What makes a good data-testid value?#
Two things: uniqueness and stability. It has to be unique among the elements you target, because strict locators throw when a selector matches more than one element, and it has to stay the same across renders, which means deriving it from a domain identifier like invoice-4192 rather than an array index or a random number. A value tied to position rebinds the moment a list sorts or filters, and a random value differs between two runs of the same page, so both quietly break the automation that depends on them.

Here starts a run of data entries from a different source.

// Copyright 2026 Servolink Developers
// SPDX-License-Identifier: Apache-2.0

//! MK2 lock-box profile.
//!
//! The MK2 is an FPGA-based PID lock-box: a sweep generator and PID
//! controller share one output DAC, selected and reset through bits of the
//! system control register. Device status is not reported directly — it is
//! derived from the control flags and the sweep range.

use servolink_channel::{
    ChannelStatus, DeviceProfile, ErrorCondition, RegisterBank, RegisterDescriptor,
};

/// PID integrator reset, active low.
pub const PID_RST_N: u16 = 1 << 0;
/// Ramp generator reset, active low.
pub const RAMP_RST_N: u16 = 1 << 1;
/// Output DAC source: 0 = PID, 1 = sweep ramp.
pub const OUTPUT_SEL: u16 = 1 << 2;
/// PID sign flip.
pub const PID_POLARITY: u16 = 1 << 3;
/// Automatic relocking enabled.
pub const RELOCK_ON: u16 = 1 << 4;

/// Control bits that decide between sweeping and controlling.
pub const SWEEP_MASK: u16 = PID_RST_N | RAMP_RST_N | OUTPUT_SEL;
/// Flag combination while the device sweeps: PID held in reset, ramp
/// running, ramp on the output.
pub const SWEEP_STATE: u16 = RAMP_RST_N | OUTPUT_SEL;

/// Display names of the MK2's sample streams, by stream index.
pub const STREAM_NAMES: [&str; 4] = [
    "ADC (error signal)",
    "PID/ramp output",
    "Relock slow lowpass filter",
    "Relock filter difference",
];

const CLOCK_INTERVAL_SECS: f64 = 1.0 / 96e6;
const RAMP_COUNTER_WIDTH: u32 = 44;
const RAMP_OUTPUT_WIDTH: u32 = 16;

/// Register indices of the MK2 controller.
pub struct Mk2Registers;

impl Mk2Registers {
    pub const SYSTEM_CONTROL: u8 = 0;
    pub const SWEEP_CENTER: u8 = 1;
    pub const SWEEP_RANGE: u8 = 2;
    pub const SWEEP_FREQUENCY: u8 = 3;
    pub const INPUT_OFFSET: u8 = 4;
    pub const OUTPUT_OFFSET: u8 = 5;
    pub const P_GAIN: u8 = 6;
    pub const I_GAIN: u8 = 7;
    pub const D_GAIN: u8 = 8;
    pub const FILTER_RESPONSE: u8 = 9;
    pub const RELOCK_THRESHOLD: u8 = 10;
    pub const TTL_EXPONENT: u8 = 11;
    pub const SYSTEM_CONDITION: u8 = 30;
}

static ERROR_CONDITIONS: [ErrorCondition; 1] = [ErrorCondition::new(
    0b1,
    "ADC_RANGE",
    "Analog input out of range",
)];

/// Profile for second-generation lock-box controllers.
pub struct Mk2Profile;

impl DeviceProfile for Mk2Profile {
    fn registers(&self) -> Vec<RegisterDescriptor> {
        vec![
            RegisterDescriptor::signed(Mk2Registers::SWEEP_CENTER),
            RegisterDescriptor::unsigned(Mk2Registers::SWEEP_RANGE),
            RegisterDescriptor::unsigned(Mk2Registers::SWEEP_FREQUENCY),
            RegisterDescriptor::signed(Mk2Registers::INPUT_OFFSET),
            RegisterDescriptor::signed(Mk2Registers::OUTPUT_OFFSET),
            RegisterDescriptor::unsigned(Mk2Registers::P_GAIN),
            RegisterDescriptor::unsigned(Mk2Registers::I_GAIN),
            RegisterDescriptor::unsigned(Mk2Registers::D_GAIN),
            RegisterDescriptor::signed(Mk2Registers::FILTER_RESPONSE),
            RegisterDescriptor::unsigned(Mk2Registers::RELOCK_THRESHOLD),
            RegisterDescriptor::unsigned(Mk2Registers::TTL_EXPONENT),
            RegisterDescriptor::unsigned(Mk2Registers::SYSTEM_CONTROL),
            RegisterDescriptor::unsigned(Mk2Registers::SYSTEM_CONDITION),
        ]
    }

    fn condition_register(&self) -> Option<u8> {
        Some(Mk2Registers::SYSTEM_CONDITION)
    }

    fn error_conditions(&self) -> &[ErrorCondition] {
        &ERROR_CONDITIONS
    }

    fn status(&self, registers: &RegisterBank) -> ChannelStatus {
        decode_status(
            registers.value(Mk2Registers::SYSTEM_CONTROL),
            registers.value(Mk2Registers::SWEEP_RANGE),
        )
    }
}

/// Derive the device status from the control flags and the sweep range.
///
/// A sweeping device with zero range is effectively parked (idle); sweeping
/// with a range is the configuration view; anything else means the PID loop
/// is in control.
pub fn decode_status(control: i32, sweep_range: i32) -> ChannelStatus {
    if (control as u16) & SWEEP_MASK == SWEEP_STATE {
        if sweep_range == 0 {
            ChannelStatus::Idle
        } else {
            ChannelStatus::Configuring
        }
    } else {
        ChannelStatus::Running
    }
}

/// Duration of the up and down sweep ramps for a frequency register value.
///
/// The ramp counter is 44 bits wide with the top 16 driving the output; the
/// down ramp runs eight times as fast as the up ramp.
pub fn sweep_timings(frequency: i32) -> Option<(f64, f64)> {
    if frequency <= 0 {
        return None;
    }
    let counter_steps = (1u64 << (RAMP_COUNTER_WIDTH - RAMP_OUTPUT_WIDTH)) - 1;
    let up_secs = counter_steps as f64 / f64::from(frequency) * CLOCK_INTERVAL_SECS;
    let down_secs = (counter_steps / 8) as f64 / f64::from(frequency) * CLOCK_INTERVAL_SECS;
    Some((up_secs, down_secs))
}

/// Register writes that take the device out of lock and back to sweeping.
///
/// Writing all sweep bits (not only the ones known to differ) keeps the
/// device recoverable from inconsistent flag states.
pub fn unlock_writes(current_control: i32) -> [(u8, i32); 2] {
    let control =
        (current_control & !i32::from(SWEEP_MASK)) | i32::from(SWEEP_STATE);
    [
        (Mk2Registers::SWEEP_RANGE, 0),
        (Mk2Registers::SYSTEM_CONTROL, control),
    ]
}
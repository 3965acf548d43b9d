// Copyright 2026 Servolink Developers
// SPDX-License-Identifier: Apache-2.0

//! Notification feed decoding.
//!
//! The controller pushes asynchronous state changes on a dedicated PUB
//! socket whose port is the first thing the channel asks for during
//! bring-up. Every message on the feed must be a msgpack-rpc notification;
//! anything else terminates the channel. Unknown notification *methods* are
//! tolerated (logged and dropped) so that newer controller firmware can add
//! notifications without breaking older clients.

use crate::error::{ChannelError, ProtocolError};
use crate::state_machine::Input;
use crate::wire;
use rmpv::Value;
use tokio::sync::mpsc;
use zeromq::{SocketRecv, SubSocket};

const METHOD_REGISTER_CHANGED: &str = "registerChanged";
const METHOD_ACQUISITION_CONFIG_CHANGED: &str = "streamAcquisitionConfigChanged";
const METHOD_SHUTDOWN: &str = "shutdown";

/// A routed notification from the controller.
#[derive(Debug, Clone, PartialEq)]
pub enum Notification {
    /// A register changed on the controller side (or our own write echoed
    /// back)
    RegisterChanged { index: u8, wire_value: u16 },

    /// The stream acquisition window changed
    StreamAcquisitionConfigChanged {
        time_span_seconds: f64,
        points: u32,
    },

    /// The controller is shutting down; tear the channel down gracefully
    Shutdown,

    /// A method this client does not know. Not an error.
    Unknown { method: String, params: Vec<Value> },
}

/// Decode and route one message from the notification feed.
pub fn decode_notification_message(bytes: &[u8]) -> Result<Notification, ProtocolError> {
    let raw = wire::decode_notification(bytes)?;
    match raw.method.as_str() {
        METHOD_REGISTER_CHANGED => {
            let [index, value] = raw.params.as_slice() else {
                return Err(ProtocolError::malformed(
                    "registerChanged",
                    format!("expected 2 parameters, got {}", raw.params.len()),
                ));
            };
            let index = wire::as_u64(index, "registerChanged")?;
            let index = u8::try_from(index).map_err(|_| {
                ProtocolError::malformed("registerChanged", format!("index out of range: {index}"))
            })?;
            Ok(Notification::RegisterChanged {
                index,
                wire_value: wire::as_wire_value(value, "registerChanged")?,
            })
        }
        METHOD_ACQUISITION_CONFIG_CHANGED => {
            let value = Value::Array(raw.params);
            let (time_span_seconds, points) =
                wire::as_acquisition_config(&value, "streamAcquisitionConfigChanged")?;
            Ok(Notification::StreamAcquisitionConfigChanged {
                time_span_seconds,
                points,
            })
        }
        METHOD_SHUTDOWN => Ok(Notification::Shutdown),
        _ => Ok(Notification::Unknown {
            method: raw.method,
            params: raw.params,
        }),
    }
}

/// Pump the notification SUB socket until the channel goes away or the feed
/// turns bad. Decode failures are fatal to the channel, not just dropped.
pub(crate) async fn run_notification_feed(
    mut socket: SubSocket,
    inputs: mpsc::UnboundedSender<Input>,
) {
    loop {
        let message = match socket.recv().await {
            Ok(message) => message,
            Err(e) => {
                let _ = inputs.send(Input::Fault(ChannelError::Transport(e)));
                return;
            }
        };
        let frames = message.into_vec();
        let Some(payload) = frames.last() else {
            let _ = inputs.send(Input::Fault(ChannelError::Protocol(
                ProtocolError::malformed("notification", "empty message"),
            )));
            return;
        };
        match decode_notification_message(payload) {
            Ok(notification) => {
                if inputs.send(Input::Notification(notification)).is_err() {
                    return;
                }
            }
            Err(e) => {
                let _ = inputs.send(Input::Fault(ChannelError::Protocol(e)));
                return;
            }
        }
    }
}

Do data-testid attributes hurt accessibility or SEO?#
No, but they do nothing for either, which is the part to remember. A data-* attribute is invisible to assistive technology and to search crawlers, so it is not a place for any content a user needs, and it is not a stand-in for an accessible name. Use aria-label or visible text to make a control legible to people and search engines, and reserve data-testid for structural targets that have no name to give.